The randomized, double-blind, placebo-controlled, multicenter study will be conducted in approximately 50 sites in several countries, including the United States, Germany, Greece, Denmark and the Netherlands. Approximately 175 patients will be enrolled in five dose groups. After a placebo-controlled, double-blind period of 16 weeks, the study will be extended to a 28-week open-label extension phase to assess long-term efficacy and safety. The main objective of the study is the evaluation of a dose response signal, assessed by the Hidradenitis Suppurativa Clinical Response (HiSCR) score at week 16 as the primary endpoint. Additional objectives include the evaluation of safety and tolerability of IFX-1 as well as an assessment of additional efficacy and patient-reported outcome parameters.

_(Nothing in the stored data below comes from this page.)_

use crate::{
    foundation::{
        core::Point,
        error::{RibbonError, RibbonResult},
    },
    render::surface::{DrawSurface, FrameRGBA, StrokeStyle},
};

/// CPU raster surface powered by `vello_cpu`.
///
/// Strokes are recorded into a render context and rasterized into the pixmap on
/// [`DrawSurface::present`]; [`CpuSurface::snapshot`] reads the last presented frame back.
pub struct CpuSurface {
    ctx: Option<vello_cpu::RenderContext>,
    pixmap: Option<vello_cpu::Pixmap>,
    width: u16,
    height: u16,
    dpr: f64,
}

impl Default for CpuSurface {
    fn default() -> Self {
        Self::new()
    }
}

impl CpuSurface {
    /// An unallocated surface; call [`DrawSurface::resize`] before drawing.
    pub fn new() -> Self {
        Self {
            ctx: None,
            pixmap: None,
            width: 0,
            height: 0,
            dpr: 1.0,
        }
    }

    pub fn size(&self) -> Option<(u32, u32)> {
        self.pixmap
            .as_ref()
            .map(|_| (u32::from(self.width), u32::from(self.height)))
    }

    /// Copy out the last presented frame (premultiplied RGBA8).
    pub fn snapshot(&self) -> RibbonResult<FrameRGBA> {
        let pixmap = self
            .pixmap
            .as_ref()
            .ok_or_else(|| RibbonError::evaluation("surface has not been sized"))?;
        Ok(FrameRGBA {
            width: u32::from(self.width),
            height: u32::from(self.height),
            data: pixmap.data_as_u8_slice().to_vec(),
            premultiplied: true,
        })
    }

    fn ctx_mut(&mut self) -> RibbonResult<&mut vello_cpu::RenderContext> {
        self.ctx
            .as_mut()
            .ok_or_else(|| RibbonError::evaluation("surface has not been sized"))
    }
}

impl DrawSurface for CpuSurface {
    fn resize(&mut self, width: u32, height: u32, dpr: f64) -> RibbonResult<()> {
        let width_u16: u16 = width
            .try_into()
            .map_err(|_| RibbonError::evaluation("surface width exceeds u16"))?;
        let height_u16: u16 = height
            .try_into()
            .map_err(|_| RibbonError::evaluation("surface height exceeds u16"))?;
        if width_u16 == 0 || height_u16 == 0 {
            return Err(RibbonError::validation(format!(
                "surface size must be non-zero (got {width}x{height})"
            )));
        }

        match &self.ctx {
            Some(ctx) if ctx.width() == width_u16 && ctx.height() == height_u16 => {}
            _ => {
                self.ctx = Some(vello_cpu::RenderContext::new(width_u16, height_u16));
                self.pixmap = Some(vello_cpu::Pixmap::new(width_u16, height_u16));
                self.width = width_u16;
                self.height = height_u16;
            }
        }
        self.dpr = dpr;
        Ok(())
    }

    fn clear(&mut self) -> RibbonResult<()> {
        self.ctx_mut()?.reset();
        if let Some(pixmap) = self.pixmap.as_mut() {
            pixmap.data_as_u8_slice_mut().fill(0);
        }
        Ok(())
    }

    fn stroke_polyline(&mut self, points: &[Point], style: &StrokeStyle) -> RibbonResult<()> {
        let Some((first, rest)) = points.split_first() else {
            return Ok(());
        };

        let mut path = vello_cpu::kurbo::BezPath::new();
        path.move_to(vello_cpu::kurbo::Point::new(first.x, first.y));
        for p in rest {
            path.line_to(vello_cpu::kurbo::Point::new(p.x, p.y));
        }

        let [r, g, b, a] = style.color.to_rgba8();
        let stroke = vello_cpu::kurbo::Stroke::new(style.width)
            .with_join(vello_cpu::kurbo::Join::Round)
            .with_caps(vello_cpu::kurbo::Cap::Round);

        let dpr = self.dpr;
        let ctx = self.ctx_mut()?;
        ctx.set_transform(vello_cpu::kurbo::Affine::scale(dpr));
        ctx.set_paint(vello_cpu::peniko::Color::from_rgba8(r, g, b, a));
        ctx.set_stroke(stroke);
        ctx.stroke_path(&path);
        Ok(())
    }

    fn present(&mut self) -> RibbonResult<()> {
        let (Some(ctx), Some(pixmap)) = (self.ctx.as_mut(), self.pixmap.as_mut()) else {
            return Err(RibbonError::evaluation("surface has not been sized"));
        };
        ctx.flush();
        ctx.render_to_pixmap(pixmap);
        Ok(())
    }
}
/// Convenience result type used across the crate.
pub type RibbonResult<T> = Result<T, RibbonError>;

/// Top-level error taxonomy.
///
/// The curve evaluators never fail; errors come from configuration checks, surface allocation
/// and filesystem IO.
#[derive(thiserror::Error, Debug)]
pub enum RibbonError {
    /// Invalid user-provided configuration or geometry.
    #[error("validation error: {0}")]
    Validation(String),

    /// Errors while preparing or drawing a frame.
    #[error("evaluation error: {0}")]
    Evaluation(String),

    /// Errors when serializing or deserializing configuration.
    #[error("serialization error: {0}")]
    Serde(String),

    /// Wrapped lower-level error from dependencies or IO.
    #[error(transparent)]
    Other(#[from] anyhow::Error),
}

impl RibbonError {
    /// Build a [`RibbonError::Validation`] value.
    pub fn validation(msg: impl Into<String>) -> Self {
        Self::Validation(msg.into())
    }

    /// Build a [`RibbonError::Evaluation`] value.
    pub fn evaluation(msg: impl Into<String>) -> Self {
        Self::Evaluation(msg.into())
    }

    /// Build a [`RibbonError::Serde`] value.
    pub fn serde(msg: impl Into<String>) -> Self {
        Self::Serde(msg.into())
    }
}

#[cfg(test)]
#[path = "../../tests/unit/foundation/error.rs"]
mod tests;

Othmar Zenker, M.D., Chief Medical Officer of InflaRx, said: “We are very pleased to start our first Phase IIb trial with our lead candidate IFX-1. After the very promising results from a Phase IIa trial, with this study we aim to determine the optimal dose regimen as well as to assess the long-term efficacy and safety of IFX-1.”
Prof. Dr. med. Evangelos J. Giamarellos-Bourboulis, of the ATTIKON University Hospital in Athens, Greece, the principal investigator of this trial, said: “New treatment options for moderate to severe HS are of immense importance to patients and clinicians as the current treatment options for many patients with HS are limited. The C5a blockade with IFX-1 offers an entirely new mode of action to tackle this disease. The trial design is based on the exciting results from the previously conducted Phase IIa study.”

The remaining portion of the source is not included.